ベトナム/ファストファッションに勢い/ユニクロ参入で一層の盛り上がり

2018年10月03日(Wed曜日) 午前11時14分

 ベトナムで海外のファストファッション・ブランドが急拡大する見通しだ。2018年上半期(1~6月)、ZARAやH&Mは順調に売り上げを拡大。8月末にはファーストリテイリングが「ユニクロ」ベトナム1号店のオープンを発表した。ユニクロは進出前にもかかわらず、ZARAやH&M、Mangoに次ぐ高い認知度を誇っており、ベトナムの消費者の関心も既に高い。
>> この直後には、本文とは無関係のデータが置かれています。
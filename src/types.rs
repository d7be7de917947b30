use rustc_hash::FxHasher;
use std::hash::BuildHasherDefault;

pub type FastMap<K, V> = std::collections::HashMap<K, V, BuildHasherDefault<FxHasher>>;
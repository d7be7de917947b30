use crate::db::{Database, DbConfig};
use crate::error::{DbError, ErrorKind};
use log::debug;
use std::fs::File;
use std::io::{BufReader, Read, Seek};
use std::path::Path;

/// Returned by [`StickyDb::find_by_name`] when the lookup failed.
pub const NO_RECORD: u64 = u64::MAX;

// ─── Status ─────────────────────────────────────────────────────────────────

/// Failure flag that stays raised until [`clear`](Status::clear).
///
/// Successful calls never lower it, so a caller who checks late still sees
/// that something failed. Kind and message describe the most recent failure.
#[derive(Debug, Clone, Default, PartialEq, Eq)]
pub struct Status {
    failed: bool,
    kind: Option<ErrorKind>,
    message: String,
}

impl Status {
    pub fn record(&mut self, err: &DbError) {
        debug!("latching error: {err}");
        self.failed = true;
        self.kind = Some(err.kind());
        self.message = err.to_string();
    }

    pub fn clear(&mut self) {
        self.failed = false;
        self.kind = None;
        self.message.clear();
    }

    #[inline]
    pub fn failed(&self) -> bool {
        self.failed
    }

    /// Kind of the most recent failure while the flag is raised.
    #[inline]
    pub fn kind(&self) -> Option<ErrorKind> {
        self.kind
    }

    #[inline]
    pub fn message(&self) -> &str {
        &self.message
    }
}

// ─── StickyDb ───────────────────────────────────────────────────────────────

/// [`Database`] behind the flag-based contract: no call returns an error;
/// failures raise the [`Status`] flag and yield an empty value instead.
pub struct StickyDb<R = BufReader<File>> {
    db: Database<R>,
    status: Status,
}

impl StickyDb<BufReader<File>> {
    /// Open `base`. On failure the handle is returned closed with the flag
    /// raised.
    pub fn open(base: impl AsRef<Path>) -> Self {
        Self::open_with_config(base, DbConfig::default())
    }

    pub fn open_with_config(base: impl AsRef<Path>, config: DbConfig) -> Self {
        match Database::open_with_config(base, config.clone()) {
            Ok(db) => Self::new(db),
            Err(e) => {
                let mut status = Status::default();
                status.record(&e);
                Self {
                    db: Database::unopened(config),
                    status,
                }
            }
        }
    }
}

impl<R> StickyDb<R> {
    pub fn new(db: Database<R>) -> Self {
        Self {
            db,
            status: Status::default(),
        }
    }

    pub fn status(&self) -> &Status {
        &self.status
    }

    #[inline]
    pub fn failed(&self) -> bool {
        self.status.failed()
    }

    #[inline]
    pub fn error_message(&self) -> &str {
        self.status.message()
    }

    /// Lower the flag. Cached data is untouched.
    pub fn clear_error(&mut self) {
        self.status.clear();
    }

    #[inline]
    pub fn is_open(&self) -> bool {
        self.db.is_open()
    }

    /// Field of the cached record, or empty if `name` is not an attribute.
    pub fn attribute_value(&mut self, name: &str) -> &[u8] {
        match self.db.attribute_value(name) {
            Ok(value) => value,
            Err(e) => {
                self.status.record(&e);
                &[]
            }
        }
    }

    /// Field by attribute ordinal, or empty if out of range.
    pub fn attribute_by_ordinal(&mut self, ordinal: usize) -> &[u8] {
        match self.db.attribute_by_ordinal(ordinal) {
            Ok(value) => value,
            Err(e) => {
                self.status.record(&e);
                &[]
            }
        }
    }

    /// Attribute name by ordinal, or empty if out of range.
    pub fn attribute_name(&mut self, ordinal: usize) -> &str {
        match self.db.attribute_name(ordinal) {
            Ok(name) => name,
            Err(e) => {
                self.status.record(&e);
                ""
            }
        }
    }

    pub fn close(&mut self) {
        self.db.close();
    }

    pub fn database(&self) -> &Database<R> {
        &self.db
    }

    pub fn into_inner(self) -> (Database<R>, Status) {
        (self.db, self.status)
    }
}

impl<R: Read + Seek> StickyDb<R> {
    /// Load record `ordinal`; on failure the cache is left as the failed load
    /// left it.
    pub fn load(&mut self, ordinal: u64) {
        if let Err(e) = self.db.load(ordinal) {
            self.status.record(&e);
        }
    }

    /// Ordinal of the named record, or [`NO_RECORD`].
    pub fn find_by_name(&mut self, name: &str) -> u64 {
        match self.db.find_by_name(name) {
            Ok(ordinal) => ordinal,
            Err(e) => {
                self.status.record(&e);
                NO_RECORD
            }
        }
    }
}
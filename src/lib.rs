//! Read-only access to a three-file record database.
//!
//! A database named `reads` lives in three files:
//!
//! - `reads`: a hash-multiplier word, the attribute names (one per line, ended
//!   by a blank line), then every record as length-prefixed fields;
//! - `reads_idx`: the byte offset of each record in `reads`;
//! - `reads_hash`: an open-addressed table mapping record names to ordinals.
//!
//! [`Database`] returns a `Result` from every fallible call. [`StickyDb`]
//! wraps it for callers that expect a sticky failure flag and empty values.

pub mod codec;
pub mod compat;
pub mod db;
pub mod error;
pub mod hash;
pub mod index;
pub mod record;
pub mod schema;
pub mod types;

#[cfg(test)]
mod test_support;

pub use compat::{NO_RECORD, Status, StickyDb};
pub use db::{Database, DbConfig, DbPaths, Records};
pub use error::{DbError, ErrorKind, Result};
pub use hash::{NameHasher, ProbeArithmetic, Xxh64Hasher};
pub use record::Record;
pub use schema::Schema;
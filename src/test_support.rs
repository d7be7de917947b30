// ═══════════════════════════════════════════════════════════════════════
// Test fixtures: a minimal writer for the three-file format
// ═══════════════════════════════════════════════════════════════════════
use crate::codec::{Endian, WORD_SIZE, encode_u64};
use crate::db::{Database, DbConfig};
use crate::hash::{NameHasher, Probe, ProbeArithmetic, Xxh64Hasher};
use std::cell::Cell;
use std::io::{self, Cursor, Read, Seek, SeekFrom};
use std::path::{Path, PathBuf};
use std::rc::Rc;

pub type BucketFn = fn(&[u8], u64) -> u64;

pub fn xxh64_bucket(key: &[u8], bucket_count: u64) -> u64 {
    Xxh64Hasher::default().bucket(key, bucket_count)
}

/// The three files of one database, as bytes.
pub struct Built {
    pub data: Vec<u8>,
    pub index: Vec<u8>,
    pub hash: Vec<u8>,
}

pub struct Fixture {
    attributes: Vec<String>,
    records: Vec<Vec<Vec<u8>>>,
    multiplier: u64,
    endian: Endian,
    hasher: BucketFn,
    hash_override: Option<Vec<u64>>,
}

impl Fixture {
    pub fn new(attributes: &[&str]) -> Self {
        Self {
            attributes: attributes.iter().map(|a| a.to_string()).collect(),
            records: Vec::new(),
            multiplier: 2,
            endian: Endian::Big,
            hasher: xxh64_bucket,
            hash_override: None,
        }
    }

    pub fn record(mut self, fields: &[&str]) -> Self {
        assert_eq!(fields.len(), self.attributes.len());
        self.records
            .push(fields.iter().map(|f| f.as_bytes().to_vec()).collect());
        self
    }

    pub fn record_bytes(mut self, fields: &[&[u8]]) -> Self {
        assert_eq!(fields.len(), self.attributes.len());
        self.records.push(fields.iter().map(|f| f.to_vec()).collect());
        self
    }

    pub fn multiplier(mut self, multiplier: u64) -> Self {
        self.multiplier = multiplier;
        self
    }

    pub fn endian(mut self, endian: Endian) -> Self {
        self.endian = endian;
        self
    }

    pub fn hasher(mut self, hasher: BucketFn) -> Self {
        self.hasher = hasher;
        self
    }

    /// Use these hash-file words verbatim instead of placing records.
    pub fn hash_entries(mut self, entries: Vec<u64>) -> Self {
        self.hash_override = Some(entries);
        self
    }

    pub fn config(&self) -> DbConfig {
        DbConfig {
            endian: self.endian,
            ..DbConfig::default()
        }
    }

    pub fn build(&self) -> Built {
        let e = self.endian;
        let mut data = encode_u64(self.multiplier, e).to_vec();
        for name in &self.attributes {
            data.extend_from_slice(name.as_bytes());
            data.push(b'\n');
        }
        data.push(b'\n');

        let mut index = Vec::new();
        for record in &self.records {
            index.extend_from_slice(&encode_u64(data.len() as u64, e));
            for field in record {
                data.extend_from_slice(&encode_u64(field.len() as u64, e));
                data.extend_from_slice(field);
            }
        }

        let entries = match &self.hash_override {
            Some(entries) => entries.clone(),
            None => self.place_records(),
        };
        let hash = entries.iter().flat_map(|w| encode_u64(*w, e)).collect();

        Built { data, index, hash }
    }

    /// Insert every record with the same probe walk the reader uses.
    fn place_records(&self) -> Vec<u64> {
        let bucket_count = self.records.len() as u64 * self.multiplier;
        let mut table = vec![0u64; bucket_count as usize];
        if bucket_count == 0 {
            return table;
        }
        let Some(key) = self.attributes.iter().position(|a| a == "name") else {
            return table;
        };
        for (ordinal, record) in self.records.iter().enumerate() {
            let home = (self.hasher)(&record[key], bucket_count);
            let slot = Probe::new(home, bucket_count, ProbeArithmetic::ByteOffset)
                .map(|p| (p / WORD_SIZE) as usize)
                .take(64 * bucket_count as usize + 64)
                .find(|&b| table[b] == 0)
                .expect("probe walk found no empty bucket");
            table[slot] = ordinal as u64 + 1;
        }
        table
    }

    pub fn open_in_memory(&self) -> Database<Cursor<Vec<u8>>> {
        self.open_in_memory_with(self.config())
    }

    pub fn open_in_memory_with(&self, config: DbConfig) -> Database<Cursor<Vec<u8>>> {
        let built = self.build();
        Database::from_streams(
            Cursor::new(built.data),
            Cursor::new(built.index),
            Cursor::new(built.hash),
            config,
        )
        .expect("fixture opens")
        .with_hasher(self.hasher)
    }

    /// Open over streams that count every `read` call into `reads`.
    pub fn open_counting(&self, reads: Rc<Cell<usize>>) -> Database<Counting<Cursor<Vec<u8>>>> {
        let built = self.build();
        let wrap = |bytes: Vec<u8>| Counting {
            inner: Cursor::new(bytes),
            reads: Rc::clone(&reads),
        };
        Database::from_streams(
            wrap(built.data),
            wrap(built.index),
            wrap(built.hash),
            self.config(),
        )
        .expect("fixture opens")
        .with_hasher(self.hasher)
    }

    /// Write `<dir>/<base>`, `<base>_idx` and `<base>_hash`; returns the base path.
    pub fn write_to(&self, dir: &Path, base: &str) -> io::Result<PathBuf> {
        let built = self.build();
        let path = dir.join(base);
        std::fs::write(&path, built.data)?;
        std::fs::write(dir.join(format!("{base}_idx")), built.index)?;
        std::fs::write(dir.join(format!("{base}_hash")), built.hash)?;
        Ok(path)
    }
}

/// Stream wrapper counting `read` calls, shared across clones of `reads`.
pub struct Counting<R> {
    inner: R,
    reads: Rc<Cell<usize>>,
}

impl<R: Read> Read for Counting<R> {
    fn read(&mut self, buf: &mut [u8]) -> io::Result<usize> {
        self.reads.set(self.reads.get() + 1);
        self.inner.read(buf)
    }
}

impl<R: Seek> Seek for Counting<R> {
    fn seek(&mut self, pos: SeekFrom) -> io::Result<u64> {
        self.inner.seek(pos)
    }
}
use crate::codec::{self, Endian};
use crate::error::{DbError, Result};
use crate::schema::Schema;
use serde::ser::{Serialize, SerializeMap, Serializer};
use smol_str::SmolStr;
use std::io::{Read, Seek, SeekFrom};

// ─── Record Layout ──────────────────────────────────────────────────────────
//
//  Records follow the header back to back, each one:
//
//  ┌──────────────────────────────────────────────┐
//  │ field 0:  length: u64   bytes: [u8; length]  │
//  │ field 1:  length: u64   bytes: [u8; length]  │
//  │ ...       one field per schema attribute     │
//  └──────────────────────────────────────────────┘
//
//  No separators, no per-record header.

// ─── RecordCache ────────────────────────────────────────────────────────────

/// Decoded fields of the most recently loaded record.
///
/// Always holds exactly one slot per schema attribute. `current` is `None`
/// until a load completes, and is reset whenever a load fails part-way so the
/// partially-written slots are never mistaken for a cached record.
#[derive(Debug, Clone)]
pub struct RecordCache {
    fields: Vec<Vec<u8>>,
    current: Option<u64>,
}

impl RecordCache {
    pub fn new(attribute_count: usize) -> Self {
        Self {
            fields: vec![Vec::new(); attribute_count],
            current: None,
        }
    }

    /// Ordinal of the record currently held, if any.
    #[inline]
    pub fn current(&self) -> Option<u64> {
        self.current
    }

    #[inline]
    pub fn field(&self, ordinal: usize) -> Option<&[u8]> {
        self.fields.get(ordinal).map(Vec::as_slice)
    }

    #[inline]
    pub fn len(&self) -> usize {
        self.fields.len()
    }

    #[inline]
    pub fn is_empty(&self) -> bool {
        self.fields.is_empty()
    }

    pub(crate) fn fields(&self) -> &[Vec<u8>] {
        &self.fields
    }

    /// Read record `ordinal` starting at byte `offset` of `data`.
    ///
    /// Fields are decoded in schema order, each slot reassigned as soon as its
    /// bytes arrive. A short read stops the load with the slots before it
    /// already overwritten.
    pub fn fill<R: Read + Seek>(
        &mut self,
        data: &mut R,
        ordinal: u64,
        offset: u64,
        endian: Endian,
        max_field_len: u64,
    ) -> Result<()> {
        self.current = None;
        data.seek(SeekFrom::Start(offset))?;

        for (attribute, slot) in self.fields.iter_mut().enumerate() {
            let len = codec::read_u64(data, endian).map_err(|e| DbError::CorruptRecord {
                ordinal,
                reason: format!("length of field {attribute} unreadable: {e}"),
            })?;
            if len > max_field_len {
                return Err(DbError::CorruptRecord {
                    ordinal,
                    reason: format!(
                        "field {attribute} declares {len} bytes, limit is {max_field_len}"
                    ),
                });
            }

            let mut value = vec![0u8; len as usize];
            data.read_exact(&mut value)
                .map_err(|e| DbError::CorruptRecord {
                    ordinal,
                    reason: format!("field {attribute} truncated: {e}"),
                })?;
            *slot = value;
        }

        self.current = Some(ordinal);
        Ok(())
    }
}

// ─── Record ─────────────────────────────────────────────────────────────────

/// Owned copy of one record, detached from the handle's cache.
#[derive(Debug, Clone, PartialEq, Eq)]
pub struct Record {
    pub ordinal: u64,
    fields: Vec<(SmolStr, Vec<u8>)>,
}

impl Record {
    pub(crate) fn snapshot(ordinal: u64, schema: &Schema, cache: &RecordCache) -> Self {
        let fields = schema
            .names()
            .zip(cache.fields())
            .map(|(name, value)| (SmolStr::from(name), value.clone()))
            .collect();
        Self { ordinal, fields }
    }

    /// Field bytes by attribute name.
    pub fn get(&self, name: &str) -> Option<&[u8]> {
        self.fields
            .iter()
            .rev()
            .find(|(n, _)| n == name)
            .map(|(_, v)| v.as_slice())
    }

    /// Field as UTF-8, if it is valid UTF-8.
    pub fn get_str(&self, name: &str) -> Option<&str> {
        std::str::from_utf8(self.get(name)?).ok()
    }

    /// `(name, bytes)` pairs in schema order.
    pub fn iter(&self) -> impl ExactSizeIterator<Item = (&str, &[u8])> + '_ {
        self.fields.iter().map(|(n, v)| (n.as_str(), v.as_slice()))
    }

    /// JSON object of attribute name → field text (lossy UTF-8).
    pub fn to_json(&self) -> serde_json::Value {
        let map = self
            .fields
            .iter()
            .map(|(name, value)| {
                (
                    name.to_string(),
                    serde_json::Value::String(String::from_utf8_lossy(value).into_owned()),
                )
            })
            .collect();
        serde_json::Value::Object(map)
    }
}

impl Serialize for Record {
    fn serialize<S: Serializer>(&self, serializer: S) -> std::result::Result<S::Ok, S::Error> {
        let mut map = serializer.serialize_map(Some(self.fields.len()))?;
        for (name, value) in &self.fields {
            map.serialize_entry(name.as_str(), &String::from_utf8_lossy(value))?;
        }
        map.end()
    }
}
 ベトナムでZARAの運営を手掛けるインドネシアの小売り大手ミトラ・アディプルカサ(MAP)の決算発表によれば、18年上半期のベトナムでの売上高は前年同期比およそ2倍の9500億ドン)に達した。ZARAは現在、ホーチミン市とハノイにそれぞれ1店舗ずつ出店している。一方、スウェーデンの衣料品大手H&M(ヘネス・アンド・マウリッツ)の売り上げは3220億ドン)。このうち、第2四半期(4~6月)は1750億ドン)で前期から16%増加した。ベトナム出店1周年を迎えた9月8日、ホーチミン市とハノイに新店を同時オープンし、全国で6店舗まで拡張した。

 英調査会社ビジネス・モニター・インターナショナル(BMI)によると、ベトナムのアパレル市場規模は18年に38億ドルに達する見込み。このうち、衣類品が35億ドルで、21年までに47億ドル(アパレル全体は50億8千万ドル)に到達すると予測している。同市場の17~21年の年平均成長率(CAGR)は10%。市場の拡大に伴い、海外ブランドの出店も増加しており、競争激化が予想される。

〈「付加価値」と「廉価」に二分する市場〉

 日系市場調査Asia Plus(アジアプラス)の調査サービス「Q&Me(キュー・アンド・ミー)」で18~39歳の男女512人を対象にしたアンケートによると「ファッション」は、最も関心が高い分野の一つであることが分かった。「好きなファッションブランド」は、ファストファッションからZARAが2位、スペイン発のMangoが5位、H&Mが8位にランクイン。海外ブランドが拡大を見せる中、地場ブランドも健闘し、「Canifa」がトップ10に入った。調査結果から消費者の大半が「価格」を重視する傾向が見られ、地場ブランド支持の背景には「価格」が関係しているようだ。

 ベトナムの消費者がファッションに費やす平均金額は1カ月当たり24ドルで、44ドル以上と回答した消費者はわずか8%にとどまった。ZARAやH&Mの1アイテム当たりの平均価格が44ドルということを考えれば、消費の平均金額は依然として低い。一方、Canifaや「Yame」といった地場ブランドのアイテムは平均11~22ドルで、手が届く金額。

 アジアプラスの黒川賢吾社長は、「ベトナムでは『ファストファッション』という概念は浸透していない。ZARAやH&Mは『おしゃれ』で『高品質』な付加価値ブランドとして認識されている」と説明した。中でもZARAに関しては、「財務レポートなどから見る限り、店舗当たりの売り上げ水準は高く、富裕層の取り込みに成功している例だ」と話す。今後のベトナムのファッション市場に関しては、このような付加価値市場と地場の廉価市場で構成されるとみる。

〈外資ブランドの位置付け〉

 Q&Meが実施したファストファッション・ブランドの認知度調査によれば、19年秋にホーチミン市に出店と発表したばかりのユニクロの認知度が、進出前にもかかわらず55%で、ZARA(78%)、H&M(72%)、Mango(67%)に次ぐ4位だった。以下、「GAP(47%)」や「FOREVER21(40%)」が続く。ユニクロは、女性やファッション出費の高い層からの認知が高く、インターネットや口コミが寄与した結果となった。ZARAやH&Mが「ファッション性」「デザイン」のイメージが強い一方で、ユニクロは「高品質」のイメージが強い。

 黒川社長は、ファッションに関しては「韓国」のイメージがより強く、「日本」に対するイメージは持ち合わせていないと指摘する。「ただ、ユニクロは例外的にグローバル規模の店舗展開やマーケティングで、高い認知度を得られたのではないか」。ユニクロも進出後は付加価値ブランドとして、富裕層やファッション感度の高い層に受け入れられるとした上で、「フィットネスなど、高まりつつあるスポーツ需要も見込めるのでは」とコメントした。